### SUPPLIED INFORMATION
- - - - - - -

use async_trait::async_trait;
use sqlx::{Executor, PgPool};
use thiserror::Error;

use crate::customers::repo_types::{CustomerRow, NewUser, ParseEnumError, User, UserId, UserStatus};

const SCHEMA: &str = include_str!("../schema.sql");

#[derive(Debug, Error)]
pub enum StoreError {
    /// The email is already claimed by another row.
    #[error("duplicate key: email already exists")]
    DuplicateKey,

    #[error("corrupt row: {0}")]
    Corrupt(#[from] ParseEnumError),

    #[error("database error: {0}")]
    Database(#[source] sqlx::Error),
}

impl From<sqlx::Error> for StoreError {
    fn from(e: sqlx::Error) -> Self {
        match &e {
            sqlx::Error::Database(db) if db.is_unique_violation() => StoreError::DuplicateKey,
            _ => StoreError::Database(e),
        }
    }
}

pub type StoreResult<T> = Result<T, StoreError>;

/// Persistence operations the request handlers need.
#[async_trait]
pub trait AcademyStore: Send + Sync {
    async fn find_user_by_email(&self, email: &str) -> StoreResult<Option<User>>;
    /// Fails with [`StoreError::DuplicateKey`] when the email is taken, even
    /// if a preceding `find_user_by_email` saw it free.
    async fn insert_user(&self, user: &NewUser) -> StoreResult<UserId>;
    /// Active users only. Names are not unique; the lowest id wins.
    async fn find_user_by_name(&self, name: &str) -> StoreResult<Option<User>>;
    async fn count_active_users(&self) -> StoreResult<i64>;
    async fn count_progress_rows(&self) -> StoreResult<i64>;
    /// Mean progress rounded to 2 decimals; `0.0` when there are no rows.
    async fn average_progress(&self) -> StoreResult<f64>;
}

pub(crate) fn round2(value: f64) -> f64 {
    if !value.is_finite() {
        return 0.0;
    }
    (value * 100.0).round() / 100.0
}

/// Applies the idempotent table definitions.
pub async fn ensure_schema(db: &PgPool) -> anyhow::Result<()> {
    db.execute(SCHEMA).await?;
    Ok(())
}

#[derive(Clone)]
pub struct PgStore {
    db: PgPool,
}

impl PgStore {
    pub fn new(db: PgPool) -> Self {
        Self { db }
    }
}

#[async_trait]
impl AcademyStore for PgStore {
    async fn find_user_by_email(&self, email: &str) -> StoreResult<Option<User>> {
        let row = sqlx::query_as::<_, CustomerRow>(
            r#"
            SELECT id, name, gender, email, phone, status, created_at
            FROM customers
            WHERE email = $1
            "#,
        )
        .bind(email)
        .fetch_optional(&self.db)
        .await?;
        Ok(row.map(User::try_from).transpose()?)
    }

    async fn insert_user(&self, user: &NewUser) -> StoreResult<UserId> {
        let id = sqlx::query_scalar::<_, i64>(
            r#"
            INSERT INTO customers (name, gender, email, phone)
            VALUES ($1, $2, $3, $4)
            RETURNING id
            "#,
        )
        .bind(&user.name)
        .bind(user.gender.as_str())
        .bind(&user.email)
        .bind(&user.phone)
        .fetch_one(&self.db)
        .await?;
        Ok(id)
    }

    async fn find_user_by_name(&self, name: &str) -> StoreResult<Option<User>> {
        let row = sqlx::query_as::<_, CustomerRow>(
            r#"
            SELECT id, name, gender, email, phone, status, created_at
            FROM customers
            WHERE name = $1 AND status = $2
            ORDER BY id ASC
            LIMIT 1
            "#,
        )
        .bind(name)
        .bind(UserStatus::Active.as_str())
        .fetch_optional(&self.db)
        .await?;
        Ok(row.map(User::try_from).transpose()?)
    }

    async fn count_active_users(&self) -> StoreResult<i64> {
        let n = sqlx::query_scalar::<_, i64>("SELECT COUNT(*) FROM customers WHERE status = $1")
            .bind(UserStatus::Active.as_str())
            .fetch_one(&self.db)
            .await?;
        Ok(n)
    }

    async fn count_progress_rows(&self) -> StoreResult<i64> {
        let n = sqlx::query_scalar::<_, i64>("SELECT COUNT(*) FROM course_progress")
            .fetch_one(&self.db)
            .await?;
        Ok(n)
    }

    async fn average_progress(&self) -> StoreResult<f64> {
        let avg = sqlx::query_scalar::<_, Option<f64>>(
            "SELECT AVG(progress_percentage)::float8 FROM course_progress",
        )
        .fetch_one(&self.db)
        .await?;
        Ok(round2(avg.unwrap_or(0.0)))
    }
}
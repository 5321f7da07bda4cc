use tracing::{info, warn};

use crate::{
    customers::{
        dto::{LoginRequest, RegisterRequest},
        repo_types::{User, UserId},
        validation::{validate_login_name, validate_registration},
    },
    db::{AcademyStore, StoreError},
    error::AppError,
};

#[derive(Debug, Clone, PartialEq, Eq)]
pub struct Registered {
    pub user_id: UserId,
    pub name: String,
    pub email: String,
}

/// Validate, check the email, insert.
///
/// The pre-check only saves a round trip; the `UNIQUE(email)` constraint
/// decides, and its violation is reported as the same conflict.
pub async fn register(store: &dyn AcademyStore, input: &RegisterRequest) -> Result<Registered, AppError> {
    let user = validate_registration(input).map_err(|e| {
        warn!(field = ?e.field(), error = %e, "registration rejected");
        e
    })?;

    let existing = store
        .find_user_by_email(&user.email)
        .await
        .map_err(AppError::store("Registration failed"))?;
    if existing.is_some() {
        warn!(email = %user.email, "email already registered");
        return Err(AppError::Conflict);
    }

    let user_id = match store.insert_user(&user).await {
        Ok(id) => id,
        Err(StoreError::DuplicateKey) => {
            warn!(email = %user.email, "email claimed concurrently");
            return Err(AppError::Conflict);
        }
        Err(e) => return Err(AppError::store("Registration failed")(e)),
    };

    info!(user_id, email = %user.email, "user registered");
    Ok(Registered {
        user_id,
        name: user.name,
        email: user.email,
    })
}

/// Look up an active user by name.
///
/// This asserts an identity, it does not prove one: there is no credential.
pub async fn login(store: &dyn AcademyStore, input: &LoginRequest) -> Result<User, AppError> {
    let name = validate_login_name(input).map_err(|e| {
        warn!(field = ?e.field(), error = %e, "login rejected");
        e
    })?;

    match store
        .find_user_by_name(&name)
        .await
        .map_err(AppError::store("Login failed"))?
    {
        Some(user) => {
            info!(user_id = user.id, "user logged in");
            Ok(user)
        }
        None => {
            warn!(name = %name, "login unknown name");
            Err(AppError::UserNotFound)
        }
    }
}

- - - - - - -

### TASK TO CARRY OUT
Transcribe the data above completely and exactly.

### RESULT FOR THIS EXERCISE
use async_trait::async_trait;
use sqlx::{Executor, PgPool};
use thiserror::Error;

use crate::customers::repo_types::{CustomerRow, NewUser, ParseEnumError, User, UserId, UserStatus};

const SCHEMA: &str = include_str!("../schema.sql");

#[derive(Debug, Error)]
pub enum StoreError {
    /// The email is already claimed by another row.
    #[error("duplicate key: email already exists")]
    DuplicateKey,

    #[error("corrupt row: {0}")]
    Corrupt(#[from] ParseEnumError),

    #[error("database error: {0}")]
    Database(#[source] sqlx::Error),
}

impl From<sqlx::Error> for StoreError {
    fn from(e: sqlx::Error) -> Self {
        match &e {
            sqlx::Error::Database(db) if db.is_unique_violation() => StoreError::DuplicateKey,
            _ => StoreError::Database(e),
        }
    }
}

pub type StoreResult<T> = Result<T, StoreError>;

/// Persistence operations the request handlers need.
#[async_trait]
pub trait AcademyStore: Send + Sync {
    async fn find_user_by_email(&self, email: &str) -> StoreResult<Option<User>>;
    /// Fails with [`StoreError::DuplicateKey`] when the email is taken, even
    /// if a preceding `find_user_by_email` saw it free.
    async fn insert_user(&self, user: &NewUser) -> StoreResult<UserId>;
    /// Active users only. Names are not unique; the lowest id wins.
    async fn find_user_by_name(&self, name: &str) -> StoreResult<Option<User>>;
    async fn count_active_users(&self) -> StoreResult<i64>;
    async fn count_progress_rows(&self) -> StoreResult<i64>;
    /// Mean progress rounded to 2 decimals; `0.0` when there are no rows.
    async fn average_progress(&self) -> StoreResult<f64>;
}

pub(crate) fn round2(value: f64) -> f64 {
    if !value.is_finite() {
        return 0.0;
    }
    (value * 100.0).round() / 100.0
}

/// Applies the idempotent table definitions.
pub async fn ensure_schema(db: &PgPool) -> anyhow::Result<()> {
    db.execute(SCHEMA).await?;
    Ok(())
}

#[derive(Clone)]
pub struct PgStore {
    db: PgPool,
}

impl PgStore {
    pub fn new(db: PgPool) -> Self {
        Self { db }
    }
}

#[async_trait]
impl AcademyStore for PgStore {
    async fn find_user_by_email(&self, email: &str) -> StoreResult<Option<User>> {
        let row = sqlx::query_as::<_, CustomerRow>(
            r#"
            SELECT id, name, gender, email, phone, status, created_at
            FROM customers
            WHERE email = $1
            "#,
        )
        .bind(email)
        .fetch_optional(&self.db)
        .await?;
        Ok(row.map(User::try_from).transpose()?)
    }

    async fn insert_user(&self, user: &NewUser) -> StoreResult<UserId> {
        let id = sqlx::query_scalar::<_, i64>(
            r#"
            INSERT INTO customers (name, gender, email, phone)
            VALUES ($1, $2, $3, $4)
            RETURNING id
            "#,
        )
        .bind(&user.name)
        .bind(user.gender.as_str())
        .bind(&user.email)
        .bind(&user.phone)
        .fetch_one(&self.db)
        .await?;
        Ok(id)
    }

    async fn find_user_by_name(&self, name: &str) -> StoreResult<Option<User>> {
        let row = sqlx::query_as::<_, CustomerRow>(
            r#"
            SELECT id, name, gender, email, phone, status, created_at
            FROM customers
            WHERE name = $1 AND status = $2
            ORDER BY id ASC
            LIMIT 1
            "#,
        )
        .bind(name)
        .bind(UserStatus::Active.as_str())
        .fetch_optional(&self.db)
        .await?;
        Ok(row.map(User::try_from).transpose()?)
    }

    async fn count_active_users(&self) -> StoreResult<i64> {
        let n = sqlx::query_scalar::<_, i64>("SELECT COUNT(*) FROM customers WHERE status = $1")
            .bind(UserStatus::Active.as_str())
            .fetch_one(&self.db)
            .await?;
        Ok(n)
    }

    async fn count_progress_rows(&self) -> StoreResult<i64> {
        let n = sqlx::query_scalar::<_, i64>("SELECT COUNT(*) FROM course_progress")
            .fetch_one(&self.db)
            .await?;
        Ok(n)
    }

    async fn average_progress(&self) -> StoreResult<f64> {
        let avg = sqlx::query_scalar::<_, Option<f64>>(
            "SELECT AVG(progress_percentage)::float8 FROM course_progress",
        )
        .fetch_one(&self.db)
        .await?;
        Ok(round2(avg.unwrap_or(0.0)))
    }
}
repository 5321f7da07bda4cc
use tracing::{info, warn};

use crate::{
    customers::{
        dto::{LoginRequest, RegisterRequest},
        repo_types::{User, UserId},
        validation::{validate_login_name, validate_registration},
    },
    db::{AcademyStore, StoreError},
    error::AppError,
};

#[derive(Debug, Clone, PartialEq, Eq)]
pub struct Registered {
    pub user_id: UserId,
    pub name: String,
    pub email: String,
}

/// Validate, check the email, insert.
///
/// The pre-check only saves a round trip; the `UNIQUE(email)` constraint
/// decides, and its violation is reported as the same conflict.
pub async fn register(store: &dyn AcademyStore, input: &RegisterRequest) -> Result<Registered, AppError> {
    let user = validate_registration(input).map_err(|e| {
        warn!(field = ?e.field(), error = %e, "registration rejected");
        e
    })?;

    let existing = store
        .find_user_by_email(&user.email)
        .await
        .map_err(AppError::store("Registration failed"))?;
    if existing.is_some() {
        warn!(email = %user.email, "email already registered");
        return Err(AppError::Conflict);
    }

    let user_id = match store.insert_user(&user).await {
        Ok(id) => id,
        Err(StoreError::DuplicateKey) => {
            warn!(email = %user.email, "email claimed concurrently");
            return Err(AppError::Conflict);
        }
        Err(e) => return Err(AppError::store("Registration failed")(e)),
    };

    info!(user_id, email = %user.email, "user registered");
    Ok(Registered {
        user_id,
        name: user.name,
        email: user.email,
    })
}

/// Look up an active user by name.
///
/// This asserts an identity, it does not prove one: there is no credential.
pub async fn login(store: &dyn AcademyStore, input: &LoginRequest) -> Result<User, AppError> {
    let name = validate_login_name(input).map_err(|e| {
        warn!(field = ?e.field(), error = %e, "login rejected");
        e
    })?;

    match store
        .find_user_by_name(&name)
        .await
        .map_err(AppError::store("Login failed"))?
    {
        Some(user) => {
            info!(user_id = user.id, "user logged in");
            Ok(user)
        }
        None => {
            warn!(name = %name, "login unknown name");
            Err(AppError::UserNotFound)
        }
    }
}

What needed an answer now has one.